Al di là dei proclami i cittadini a Bologna contano poco. Secondo il pensiero ‘realista’ dominante i cittadini sono incompetenti, manipolabili, irrazionali, disinteressati. Esiste un modo efficace di coinvolgerli nelle scelte importanti?
Esiste in molti Paesi: nella revisione del sistema elettorale in Canada, nella riforma della Costituzione nella Repubblica d’Irlanda, nella riflessione sulle politiche di contrasto al cambiamento climatico a livello nazionale in Francia e a livello locale in Gb, Polonia, Usa. Ancora più avanzato il caso della Regione Ost-Belgie che ha creato una seconda camera con compiti legislativi formata da cittadini estratti a sorte (a chi pensa che tali innovazioni nel nostro Paese siano impraticabili segnalo che qualche processo di questo tipo si è svolto anche qui, ad esempio grazie alla legge 69/07 della Regione Toscana, governata dal Pd…).

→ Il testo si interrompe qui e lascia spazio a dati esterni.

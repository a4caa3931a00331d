//! Next-occurrence computation for recurring tasks.

mod advance;
mod engine;

pub use advance::advance;
pub use engine::{next_date, next_occurrence};
//! Recurrence rule parser.

use super::error::{ParseError, ParseErrorKind, ParseResult};
use super::values::{parse_interval, parse_month_days, parse_months, parse_weekdays};
use crate::rule::{MonthDays, MonthSet, RecurrenceRule};

/// Parses rule text into a validated [`RecurrenceRule`].
///
/// Forms are recognised by their leading keyword:
/// - `d <n>`: daily, `n` in 1..=400
/// - `y`: yearly
/// - `w <d,d,...>`: weekly, ISO weekdays 1 (Monday) ..= 7 (Sunday)
/// - `m <d,d,...>[ <m,m,...>]`: monthly, days in -31..=-1 or 1..=31, months
///   in 1..=12
///
/// ## Errors
/// Returns `EmptyRule` for empty text, the range error of the matched form for
/// bad arguments, and `UnsupportedRule` for anything else.
pub fn parse_rule(text: &str) -> ParseResult<RecurrenceRule> {
    if text.is_empty() {
        return Err(ParseError::new(ParseErrorKind::EmptyRule));
    }

    let (keyword, args) = match text.split_once(' ') {
        Some((keyword, args)) => (keyword, Some(args)),
        None => (text, None),
    };

    match (keyword, args) {
        ("d", args) => Ok(RecurrenceRule::Daily(parse_interval(
            args.unwrap_or_default(),
        )?)),
        ("y", None) => Ok(RecurrenceRule::Yearly),
        ("w", args) => Ok(RecurrenceRule::Weekly(parse_weekdays(
            args.unwrap_or_default(),
        )?)),
        ("m", args) => parse_monthly(args.unwrap_or_default()),
        _ => Err(ParseError::new(ParseErrorKind::UnsupportedRule).with_context(text)),
    }
}

/// Parses the arguments of `m <days>[ <months>]`.
fn parse_monthly(args: &str) -> ParseResult<RecurrenceRule> {
    let mut lists = args.split_whitespace();

    let days = parse_month_days(lists.next().unwrap_or_default())?;
    let months = match lists.next() {
        Some(list) => parse_months(list)?,
        None => MonthSet::every(),
    };
    if let Some(extra) = lists.next() {
        return Err(ParseError::new(ParseErrorKind::UnsupportedRule).with_context(extra));
    }

    ensure_reachable(&days, &months, args)?;

    Ok(RecurrenceRule::Monthly { days, months })
}

/// Rejects day lists that cannot land in any admitted month, such as
/// `m 31 2,4` or `m 30 2`.
fn ensure_reachable(days: &MonthDays, months: &MonthSet, args: &str) -> ParseResult<()> {
    if months.admitted().any(|m| days.fits_within(longest_month(m))) {
        Ok(())
    } else {
        Err(ParseError::new(ParseErrorKind::InvalidMonthDay).with_context(args.trim()))
    }
}

/// Length of `month` in a leap year.
const fn longest_month(month: u32) -> u32 {
    match month {
        2 => 29,
        4 | 6 | 9 | 11 => 30,
        _ => 31,
    }
}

Anche il Sindaco Merola aveva sposato l’idea di creare una assemblea di cittadini scelti a ‘campione pagati per dire la loro sulle scelte dell’amministrazione… prima che le decisioni vengano prese dal Consiglio’ (la Repubblica Bologna 4.3.14); finita la campagna elettorale, non se ne fece nulla.

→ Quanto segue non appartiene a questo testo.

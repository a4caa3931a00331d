//! Calendar dates without a time of day, serialized as `YYYYMMDD`.

use std::fmt;
use std::str::FromStr;

use chrono::{Datelike, NaiveDate, Weekday};

use crate::parse::error::ParseError;

/// A valid Gregorian calendar date with no time-of-day component.
///
/// Ordered by calendar order. The external form is always eight ASCII digits
/// (`YYYYMMDD`), see [`crate::parse::parse_date`].
#[derive(Debug, Clone, Copy, PartialEq, Eq, PartialOrd, Ord, Hash)]
pub struct CalendarDate(NaiveDate);

impl CalendarDate {
    /// Creates a date from its components, or `None` if they do not name a
    /// real calendar day.
    #[must_use]
    pub fn from_ymd(year: i32, month: u32, day: u32) -> Option<Self> {
        NaiveDate::from_ymd_opt(year, month, day).map(Self)
    }

    #[must_use]
    pub const fn from_naive(date: NaiveDate) -> Self {
        Self(date)
    }

    #[must_use]
    pub const fn naive(self) -> NaiveDate {
        self.0
    }

    #[must_use]
    pub fn year(self) -> i32 {
        self.0.year()
    }

    #[must_use]
    pub fn month(self) -> u32 {
        self.0.month()
    }

    #[must_use]
    pub fn day(self) -> u32 {
        self.0.day()
    }

    /// Day of the year, starting at 1 for January 1.
    #[must_use]
    pub fn ordinal(self) -> u32 {
        self.0.ordinal()
    }

    #[must_use]
    pub fn weekday(self) -> Weekday {
        self.0.weekday()
    }

    /// Returns `true` if the date can be written in the eight-digit form.
    #[must_use]
    pub fn is_representable(self) -> bool {
        (0..=9999).contains(&self.year())
    }
}

impl From<NaiveDate> for CalendarDate {
    fn from(date: NaiveDate) -> Self {
        Self(date)
    }
}

impl From<CalendarDate> for NaiveDate {
    fn from(date: CalendarDate) -> Self {
        date.0
    }
}

impl fmt::Display for CalendarDate {
    fn fmt(&self, f: &mut fmt::Formatter<'_>) -> fmt::Result {
        write!(f, "{:04}{:02}{:02}", self.year(), self.month(), self.day())
    }
}

impl FromStr for CalendarDate {
    type Err = ParseError;

    fn from_str(s: &str) -> Result<Self, Self::Err> {
        crate::parse::parse_date(s)
    }
}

Peccato. Ciò cui faceva riferimento il Sindaco è una forma assai nuova: la ‘partecipazione deliberativa’ mira a consentire a un gruppo di cittadini – rappresentativo della comunità – di giungere a un’opinione informata attraverso l’acquisizione di informazioni e conoscenze bilanciate e grazie a un reale dialogo tra pari, deliberando su questioni anche ‘difficili’ per formulare indicazioni.

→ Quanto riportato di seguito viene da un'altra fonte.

/// Route component constants shared across crates
pub const API_ROUTE_COMPONENT: &str = "api";
pub const API_ROUTE_PREFIX: &str = const_str::concat!("/", API_ROUTE_COMPONENT);

pub const NEXT_DATE_ROUTE_COMPONENT: &str = "nextdate";
pub const NEXT_DATE_ROUTE: &str =
    const_str::concat!(API_ROUTE_PREFIX, "/", NEXT_DATE_ROUTE_COMPONENT);

pub const HEALTHCHECK_ROUTE_COMPONENT: &str = "healthcheck";
pub const HEALTHCHECK_ROUTE: &str =
    const_str::concat!(API_ROUTE_PREFIX, "/", HEALTHCHECK_ROUTE_COMPONENT);

/// Prefix for environment variables read by [`crate::config::Settings::load`].
pub const ENV_PREFIX: &str = "TODO";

Già un anno fa Extinction Rebellion ha chiesto all’Amministrazione una Assemblea di cittadini sul clima. Dopo uno sciopero della fame di un esponente di XR, il Comune sembra ora disponibile a introdurre una Citizens’ Assembly. Anche Politici Per Caso sta promovendo una Proposta di legge nazionale per l’introduzione delle Assemblee sul clima a tutti i livelli di governo. Sarebbe un’ottima occasione per riportare i cittadini alla politica.
Le primarie sono dunque importanti sì, ma come primo passo verso una profonda innovazione del modello democratico; scelte interne agli apparati dei partiti sono insufficienti, anche considerando come la base si sia ristretta ovunque; le primarie sono efficaci nel suscitare interesse fra i cittadini per la competizione elettorale, colmare la distanza con le élites e ‘sospingere’ se non costringere i candidati a un minimo di confronto, impegni e trasparenza.
Il ruolo dei cittadini nelle scelte collettive è un aspetto centrale. Bologna è stata esempio non solo di buona amministrazione (anche negli standard europei), ma anche di innovazione. Due emergenze incombono: la crisi della democrazia (rappresentativa) e quella climatica. Abbiamo bisogno di innovazioni profonde e coraggiose; Bologna torni a essere un laboratorio di innovazione democratica.